Problem description:
Extract each line holding the word "extend" from the entries.

Exercise data:

Start of Block

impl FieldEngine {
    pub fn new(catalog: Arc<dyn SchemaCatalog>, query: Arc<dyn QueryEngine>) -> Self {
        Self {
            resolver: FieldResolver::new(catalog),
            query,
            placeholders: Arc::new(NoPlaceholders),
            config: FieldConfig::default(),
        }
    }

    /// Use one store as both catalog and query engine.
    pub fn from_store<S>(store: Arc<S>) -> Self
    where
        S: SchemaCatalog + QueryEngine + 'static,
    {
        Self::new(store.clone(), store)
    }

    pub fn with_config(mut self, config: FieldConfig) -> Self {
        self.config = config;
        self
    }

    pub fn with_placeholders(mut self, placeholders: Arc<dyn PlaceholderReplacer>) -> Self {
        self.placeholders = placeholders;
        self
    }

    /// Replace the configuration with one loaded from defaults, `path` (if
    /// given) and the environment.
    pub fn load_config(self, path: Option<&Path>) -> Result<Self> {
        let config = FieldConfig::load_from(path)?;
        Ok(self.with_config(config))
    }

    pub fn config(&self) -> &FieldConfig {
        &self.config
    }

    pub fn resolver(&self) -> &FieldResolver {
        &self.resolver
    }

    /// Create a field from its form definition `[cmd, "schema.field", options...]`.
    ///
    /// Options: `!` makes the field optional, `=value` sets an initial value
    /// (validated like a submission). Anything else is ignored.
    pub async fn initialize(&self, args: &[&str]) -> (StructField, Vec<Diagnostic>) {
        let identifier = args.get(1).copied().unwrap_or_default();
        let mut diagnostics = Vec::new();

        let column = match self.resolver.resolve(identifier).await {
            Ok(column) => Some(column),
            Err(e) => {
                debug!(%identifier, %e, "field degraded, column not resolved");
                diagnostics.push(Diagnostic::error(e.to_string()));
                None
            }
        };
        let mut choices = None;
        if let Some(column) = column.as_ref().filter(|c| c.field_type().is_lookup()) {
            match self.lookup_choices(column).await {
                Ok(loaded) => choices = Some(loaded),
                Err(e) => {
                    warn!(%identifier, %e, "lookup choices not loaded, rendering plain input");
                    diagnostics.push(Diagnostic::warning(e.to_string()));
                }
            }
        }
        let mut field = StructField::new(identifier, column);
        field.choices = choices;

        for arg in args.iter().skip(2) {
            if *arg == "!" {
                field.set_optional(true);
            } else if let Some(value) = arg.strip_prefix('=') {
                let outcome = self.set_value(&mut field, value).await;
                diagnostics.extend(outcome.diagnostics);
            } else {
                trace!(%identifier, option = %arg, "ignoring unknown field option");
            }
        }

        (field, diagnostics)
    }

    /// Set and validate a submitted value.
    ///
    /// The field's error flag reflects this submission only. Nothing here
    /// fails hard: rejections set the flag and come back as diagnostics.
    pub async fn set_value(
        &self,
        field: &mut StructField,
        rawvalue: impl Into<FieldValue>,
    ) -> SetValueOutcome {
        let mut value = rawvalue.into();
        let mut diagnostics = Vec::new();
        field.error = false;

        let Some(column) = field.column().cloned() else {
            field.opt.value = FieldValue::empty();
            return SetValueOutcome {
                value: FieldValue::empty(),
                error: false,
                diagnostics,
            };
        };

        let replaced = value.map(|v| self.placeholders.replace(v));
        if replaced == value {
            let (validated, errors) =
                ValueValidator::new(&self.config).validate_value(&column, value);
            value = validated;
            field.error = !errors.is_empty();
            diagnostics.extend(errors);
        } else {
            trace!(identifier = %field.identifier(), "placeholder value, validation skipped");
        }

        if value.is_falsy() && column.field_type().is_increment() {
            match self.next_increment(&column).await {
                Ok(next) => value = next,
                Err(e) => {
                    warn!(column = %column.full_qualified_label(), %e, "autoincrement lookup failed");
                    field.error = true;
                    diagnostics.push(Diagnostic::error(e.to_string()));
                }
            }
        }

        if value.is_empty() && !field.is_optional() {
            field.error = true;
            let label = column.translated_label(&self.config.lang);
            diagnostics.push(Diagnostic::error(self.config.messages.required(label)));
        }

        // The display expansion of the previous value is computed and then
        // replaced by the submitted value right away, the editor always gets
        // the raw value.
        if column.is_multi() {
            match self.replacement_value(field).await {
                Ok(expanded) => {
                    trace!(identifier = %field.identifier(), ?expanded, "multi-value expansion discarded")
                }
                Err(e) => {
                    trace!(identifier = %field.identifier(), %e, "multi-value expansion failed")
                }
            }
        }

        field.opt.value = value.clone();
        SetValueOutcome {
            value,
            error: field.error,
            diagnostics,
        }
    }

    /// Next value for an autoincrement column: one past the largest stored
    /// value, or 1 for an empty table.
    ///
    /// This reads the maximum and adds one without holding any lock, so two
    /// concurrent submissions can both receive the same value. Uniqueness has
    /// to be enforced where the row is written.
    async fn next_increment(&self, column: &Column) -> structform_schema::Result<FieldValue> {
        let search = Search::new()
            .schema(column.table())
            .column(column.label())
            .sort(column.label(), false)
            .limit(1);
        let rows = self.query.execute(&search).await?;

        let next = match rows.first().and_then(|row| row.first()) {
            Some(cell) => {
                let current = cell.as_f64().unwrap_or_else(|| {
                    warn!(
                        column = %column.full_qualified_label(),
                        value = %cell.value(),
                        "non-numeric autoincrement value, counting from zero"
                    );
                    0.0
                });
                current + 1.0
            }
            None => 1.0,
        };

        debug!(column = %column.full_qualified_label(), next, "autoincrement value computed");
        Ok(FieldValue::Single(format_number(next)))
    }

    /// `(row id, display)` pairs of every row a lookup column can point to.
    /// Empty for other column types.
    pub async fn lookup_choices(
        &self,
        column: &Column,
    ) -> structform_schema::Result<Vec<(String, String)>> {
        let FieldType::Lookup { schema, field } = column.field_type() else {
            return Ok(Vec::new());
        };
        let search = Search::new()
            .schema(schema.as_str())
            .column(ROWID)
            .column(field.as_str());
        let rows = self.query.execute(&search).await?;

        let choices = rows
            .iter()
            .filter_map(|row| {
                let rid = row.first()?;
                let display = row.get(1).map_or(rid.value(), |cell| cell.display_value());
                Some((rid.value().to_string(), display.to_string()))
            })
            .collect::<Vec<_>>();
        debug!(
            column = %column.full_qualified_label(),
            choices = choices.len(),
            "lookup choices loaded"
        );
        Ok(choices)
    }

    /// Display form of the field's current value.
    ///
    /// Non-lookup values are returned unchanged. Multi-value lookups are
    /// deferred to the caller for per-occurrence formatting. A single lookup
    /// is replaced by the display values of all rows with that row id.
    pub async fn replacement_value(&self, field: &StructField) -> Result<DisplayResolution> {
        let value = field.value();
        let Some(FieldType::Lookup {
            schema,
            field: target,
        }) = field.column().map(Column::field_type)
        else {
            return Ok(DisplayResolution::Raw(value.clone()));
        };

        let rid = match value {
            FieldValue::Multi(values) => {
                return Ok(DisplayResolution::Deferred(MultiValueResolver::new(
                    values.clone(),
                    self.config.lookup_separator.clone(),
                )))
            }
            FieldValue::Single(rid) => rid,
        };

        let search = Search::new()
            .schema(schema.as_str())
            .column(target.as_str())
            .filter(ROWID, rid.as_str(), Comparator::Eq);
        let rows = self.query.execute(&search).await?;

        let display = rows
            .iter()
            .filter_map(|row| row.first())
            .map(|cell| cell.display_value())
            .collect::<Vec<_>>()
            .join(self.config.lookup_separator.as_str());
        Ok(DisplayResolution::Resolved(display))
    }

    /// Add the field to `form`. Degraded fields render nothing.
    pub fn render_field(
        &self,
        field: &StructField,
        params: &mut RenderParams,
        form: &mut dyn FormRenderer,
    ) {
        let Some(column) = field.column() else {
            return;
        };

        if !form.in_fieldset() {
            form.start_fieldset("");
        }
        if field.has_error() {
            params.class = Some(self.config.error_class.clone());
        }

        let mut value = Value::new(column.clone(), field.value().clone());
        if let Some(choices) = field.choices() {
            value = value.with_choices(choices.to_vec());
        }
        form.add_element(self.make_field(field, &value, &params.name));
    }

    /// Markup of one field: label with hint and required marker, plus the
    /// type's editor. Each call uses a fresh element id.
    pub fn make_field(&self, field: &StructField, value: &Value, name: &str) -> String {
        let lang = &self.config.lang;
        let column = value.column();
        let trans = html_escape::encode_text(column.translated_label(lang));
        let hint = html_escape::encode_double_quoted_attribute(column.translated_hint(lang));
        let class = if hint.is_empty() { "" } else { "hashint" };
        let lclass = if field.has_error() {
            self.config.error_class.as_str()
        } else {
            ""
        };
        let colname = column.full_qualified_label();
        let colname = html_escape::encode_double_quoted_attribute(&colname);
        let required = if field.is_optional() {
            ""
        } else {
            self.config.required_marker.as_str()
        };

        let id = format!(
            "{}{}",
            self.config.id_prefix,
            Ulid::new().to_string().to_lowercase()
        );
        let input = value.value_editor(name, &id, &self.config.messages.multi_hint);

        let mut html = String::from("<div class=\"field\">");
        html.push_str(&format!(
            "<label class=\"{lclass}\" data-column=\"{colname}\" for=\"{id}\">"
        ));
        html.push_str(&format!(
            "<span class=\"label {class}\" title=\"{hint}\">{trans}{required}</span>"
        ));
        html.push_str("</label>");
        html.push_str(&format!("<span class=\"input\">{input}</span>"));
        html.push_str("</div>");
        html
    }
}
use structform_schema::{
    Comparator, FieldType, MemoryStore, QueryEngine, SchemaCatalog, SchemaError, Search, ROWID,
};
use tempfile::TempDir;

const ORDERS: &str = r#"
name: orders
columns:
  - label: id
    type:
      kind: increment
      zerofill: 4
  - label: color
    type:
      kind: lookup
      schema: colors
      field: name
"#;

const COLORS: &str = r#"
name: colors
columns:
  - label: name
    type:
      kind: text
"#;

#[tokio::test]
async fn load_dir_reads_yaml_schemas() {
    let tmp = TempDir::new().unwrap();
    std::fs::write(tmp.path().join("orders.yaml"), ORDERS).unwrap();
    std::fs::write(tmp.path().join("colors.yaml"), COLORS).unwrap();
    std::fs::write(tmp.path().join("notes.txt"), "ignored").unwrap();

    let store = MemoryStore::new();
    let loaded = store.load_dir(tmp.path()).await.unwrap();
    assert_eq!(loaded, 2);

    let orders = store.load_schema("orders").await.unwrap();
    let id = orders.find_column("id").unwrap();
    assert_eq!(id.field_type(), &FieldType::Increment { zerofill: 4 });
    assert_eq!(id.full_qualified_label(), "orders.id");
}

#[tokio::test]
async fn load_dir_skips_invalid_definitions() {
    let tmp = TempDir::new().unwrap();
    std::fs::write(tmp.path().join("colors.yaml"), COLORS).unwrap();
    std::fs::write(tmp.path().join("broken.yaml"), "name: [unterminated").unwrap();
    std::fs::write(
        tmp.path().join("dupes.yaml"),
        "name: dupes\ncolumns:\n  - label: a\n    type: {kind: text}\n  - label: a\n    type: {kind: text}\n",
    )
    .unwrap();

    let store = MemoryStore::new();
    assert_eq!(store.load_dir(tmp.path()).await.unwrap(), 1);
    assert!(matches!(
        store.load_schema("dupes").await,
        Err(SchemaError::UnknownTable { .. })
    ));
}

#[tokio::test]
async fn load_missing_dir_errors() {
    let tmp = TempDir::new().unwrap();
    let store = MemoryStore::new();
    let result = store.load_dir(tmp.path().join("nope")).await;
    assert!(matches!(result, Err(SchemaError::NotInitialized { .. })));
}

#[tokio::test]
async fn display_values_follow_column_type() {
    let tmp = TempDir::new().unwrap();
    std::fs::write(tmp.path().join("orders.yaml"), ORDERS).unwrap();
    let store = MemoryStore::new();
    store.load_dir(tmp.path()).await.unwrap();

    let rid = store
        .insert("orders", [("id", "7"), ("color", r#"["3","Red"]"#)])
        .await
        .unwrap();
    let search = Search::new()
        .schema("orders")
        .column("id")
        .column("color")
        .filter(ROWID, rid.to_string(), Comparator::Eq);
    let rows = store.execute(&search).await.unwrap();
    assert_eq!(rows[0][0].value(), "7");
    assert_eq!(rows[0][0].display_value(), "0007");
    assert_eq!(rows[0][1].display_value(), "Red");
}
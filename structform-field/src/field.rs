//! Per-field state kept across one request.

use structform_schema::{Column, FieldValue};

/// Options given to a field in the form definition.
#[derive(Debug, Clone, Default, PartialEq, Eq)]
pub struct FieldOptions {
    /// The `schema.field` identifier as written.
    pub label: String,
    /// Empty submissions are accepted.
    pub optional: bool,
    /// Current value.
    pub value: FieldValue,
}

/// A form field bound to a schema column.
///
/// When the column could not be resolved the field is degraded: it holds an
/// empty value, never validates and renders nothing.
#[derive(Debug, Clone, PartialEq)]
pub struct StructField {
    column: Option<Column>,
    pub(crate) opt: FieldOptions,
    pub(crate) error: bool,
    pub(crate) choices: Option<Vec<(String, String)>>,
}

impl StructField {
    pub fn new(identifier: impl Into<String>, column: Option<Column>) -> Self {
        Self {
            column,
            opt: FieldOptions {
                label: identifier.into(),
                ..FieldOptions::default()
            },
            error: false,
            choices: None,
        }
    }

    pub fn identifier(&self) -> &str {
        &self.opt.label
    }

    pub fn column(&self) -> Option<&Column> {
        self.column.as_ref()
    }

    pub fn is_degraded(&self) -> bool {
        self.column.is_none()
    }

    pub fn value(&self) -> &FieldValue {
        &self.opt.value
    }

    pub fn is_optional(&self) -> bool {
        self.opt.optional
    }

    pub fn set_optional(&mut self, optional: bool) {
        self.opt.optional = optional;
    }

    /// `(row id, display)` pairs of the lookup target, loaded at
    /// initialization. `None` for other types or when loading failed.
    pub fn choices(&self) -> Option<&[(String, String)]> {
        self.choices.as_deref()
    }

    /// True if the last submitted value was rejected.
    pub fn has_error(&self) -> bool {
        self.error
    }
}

End of Block

Exercise answer:
                diagnostics.extend(outcome.diagnostics);
            diagnostics.extend(errors);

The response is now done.